Desde Gat se dirige a una zona con muchas cuevas: Adulán. Allí se reúne con sus familiares, que no se sentían seguros en Belén. Alrededor de David «se juntaron unos cuatrocientos hombres, gente en apuros o llena de deudas o desesperados de la vida. David fue su jefe» (22,2). Es hermosa la descripción de esta comunidad que se reúne en torno a David. Recuerda a los hebreos que salieron de Egipto con Moisés, a la muchedumbre que seguía a Jesús en Palestina, a las primeras iglesias cristianas, al primer movimiento monacal, a las órdenes mendicantes, a las comunidades que buscaban un libertador para soñar con otra vida. Son personas honradas y oprimidas, deudores insolventes huidos de la cárcel y la esclavitud, y otros simplemente descontentos. Todos ellos pobres, perseguidos, oprimidos. Es el pueblo de las bienaventuranzas.
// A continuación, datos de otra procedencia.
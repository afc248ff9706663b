use std::time::Duration;

use reqwest::multipart::{Form, Part};
use url::Url;

use crate::config::StirlingConfig;
use crate::error::PipelineError;

const PDF_CONTENT_TYPE: &str = "application/pdf";
const API_KEY_HEADER: &str = "X-API-KEY";

/// Raw file bytes with enough metadata to build a conversion request.
#[derive(Debug, Clone)]
pub struct FilePayload {
    pub bytes: Vec<u8>,
    pub filename: String,
    pub content_type: String,
}

/// Converts an uploaded document (bytes or remote URL) to plain text via the
/// Stirling conversion service.
///
/// Non-PDF sources are first converted to PDF, the canonical intermediate
/// format, then run through text extraction. No retries happen here; a
/// caller that wants retries re-invokes the whole operation.
pub struct DocumentNormalizer {
    base_url: String,
    api_key: String,
    http_client: reqwest::Client,
}

impl DocumentNormalizer {
    pub fn new(config: &StirlingConfig) -> Result<Self, PipelineError> {
        let http_client = reqwest::Client::builder()
            .timeout(Duration::from_secs(config.request_timeout_secs))
            .build()?;

        Ok(Self {
            base_url: config.base_url.trim_end_matches('/').to_string(),
            api_key: config.api_key.clone(),
            http_client,
        })
    }

    /// Fetch a remote document and extract its text.
    pub async fn extract_from_url(&self, raw_url: &str) -> Result<String, PipelineError> {
        let trimmed = raw_url.trim();
        if trimmed.is_empty() {
            return Err(PipelineError::invalid_input("No URL provided for parsing"));
        }

        let parsed = Url::parse(trimmed)
            .map_err(|_| PipelineError::InvalidUrl(trimmed.to_string()))?;

        let response = self
            .http_client
            .get(parsed.clone())
            .send()
            .await
            .map_err(|e| PipelineError::Fetch(e.to_string()))?;

        if !response.status().is_success() {
            return Err(PipelineError::Fetch(format!(
                "Failed to fetch file from URL: {}",
                status_text(response.status())
            )));
        }

        let content_type = response
            .headers()
            .get(reqwest::header::CONTENT_TYPE)
            .and_then(|v| v.to_str().ok())
            .unwrap_or_default()
            .to_string();
        let filename = filename_from_url(&parsed);
        let bytes = response
            .bytes()
            .await
            .map_err(|e| PipelineError::Fetch(e.to_string()))?
            .to_vec();

        self.extract_from_file(FilePayload {
            bytes,
            filename,
            content_type,
        })
        .await
    }

    /// Extract text from an in-memory file, converting to PDF first when the
    /// source is not already in the canonical format.
    pub async fn extract_from_file(&self, file: FilePayload) -> Result<String, PipelineError> {
        if file.bytes.is_empty() {
            return Err(PipelineError::invalid_input("No file provided for parsing"));
        }

        tracing::debug!(filename = %file.filename, content_type = %file.content_type, "normalizing document");

        let (pdf_bytes, pdf_name) = if file.content_type == PDF_CONTENT_TYPE {
            (file.bytes, file.filename)
        } else {
            self.convert_to_pdf(file).await?
        };

        self.extract_text(pdf_bytes, pdf_name).await
    }

    async fn convert_to_pdf(&self, file: FilePayload) -> Result<(Vec<u8>, String), PipelineError> {
        tracing::debug!(filename = %file.filename, "converting non-PDF source to PDF");

        let mut part = Part::bytes(file.bytes).file_name(file.filename.clone());
        if !file.content_type.is_empty() {
            part = part
                .mime_str(&file.content_type)
                .map_err(|e| PipelineError::invalid_input(e.to_string()))?;
        }
        // The multipart form sets its own content-type with the boundary
        // parameter; adding the header manually would break it.
        let form = Form::new()
            .part("fileInput", part)
            .text("outputFormat", "txt");

        let response = self
            .http_client
            .post(format!("{}/api/v1/convert/file/pdf", self.base_url))
            .header(API_KEY_HEADER, &self.api_key)
            .multipart(form)
            .send()
            .await
            .map_err(|e| PipelineError::Conversion(e.to_string()))?;

        if !response.status().is_success() {
            return Err(PipelineError::Conversion(format!(
                "Failed to convert document to PDF: {}",
                status_text(response.status())
            )));
        }

        let pdf_bytes = response
            .bytes()
            .await
            .map_err(|e| PipelineError::Conversion(e.to_string()))?
            .to_vec();

        Ok((pdf_bytes, pdf_filename(&file.filename)))
    }

    async fn extract_text(
        &self,
        pdf_bytes: Vec<u8>,
        pdf_name: String,
    ) -> Result<String, PipelineError> {
        let part = Part::bytes(pdf_bytes)
            .file_name(pdf_name)
            .mime_str(PDF_CONTENT_TYPE)
            .map_err(|e| PipelineError::invalid_input(e.to_string()))?;
        let form = Form::new().part("fileInput", part);

        let response = self
            .http_client
            .post(format!("{}/api/v1/convert/pdf/text", self.base_url))
            .header(API_KEY_HEADER, &self.api_key)
            .multipart(form)
            .send()
            .await
            .map_err(|e| PipelineError::Extraction(e.to_string()))?;

        if !response.status().is_success() {
            return Err(PipelineError::Extraction(format!(
                "Failed to parse file: {}",
                status_text(response.status())
            )));
        }

        // The extraction endpoint returns the text body directly, not JSON.
        response
            .text()
            .await
            .map_err(|e| PipelineError::Extraction(e.to_string()))
    }
}

fn status_text(status: reqwest::StatusCode) -> String {
    status
        .canonical_reason()
        .map(|reason| reason.to_string())
        .unwrap_or_else(|| status.as_u16().to_string())
}

/// Derive a filename from the last non-empty URL path segment.
fn filename_from_url(url: &Url) -> String {
    let segment = url
        .path_segments()
        .and_then(|segments| segments.filter(|s| !s.is_empty()).last())
        .unwrap_or("remote-file");

    urlencoding::decode(segment)
        .map(|decoded| decoded.into_owned())
        .unwrap_or_else(|_| segment.to_string())
}

/// Swap a source filename's extension for `.pdf`.
fn pdf_filename(filename: &str) -> String {
    match filename.rsplit_once('.') {
        Some((stem, _)) if !stem.is_empty() => format!("{}.pdf", stem),
        _ => format!("{}.pdf", filename),
    }
}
Las comunidades verdaderas, las que son capaces de reconocer a David e iniciar un rescate social y una auténtica revolución, son siempre así: mestizas, promiscuas, biodiversificadas, heterogéneas, formadas por personas impulsadas por motivaciones muy distintas, que “tocándose” se curan y se hacen mejores. Así las comunidades permanecen vivas y fecundas. En cambio, cuando comienzan a dividirse y a segmentarse en comunidades de personas honestas, comunidades de insolventes y comunidades de simples descontentos, pierden fuerza profética y capacidad de generar y de cambiar. Los deudores acaban como esclavos, los descontentos se rinden, y los honestos terminan pareciéndose demasiado a los obreros de la primera hora y al hermano mayor del hijo pródigo. Las comunidades formadas por personas diversas que se convierten en comunidades de semejantes se empobrecen y pronto terminan. David sigue caminando por los peligrosos caminos de Palestina, hambriento, peligroso y temeroso, en compañía de gente normal e imperfecta, como él, como nosotros. El joven elegido, atractivo y amable, aprende el oficio de vivir experimentando la fragilidad y la vulnerabilidad de la condición humana. Como nosotros, como todos.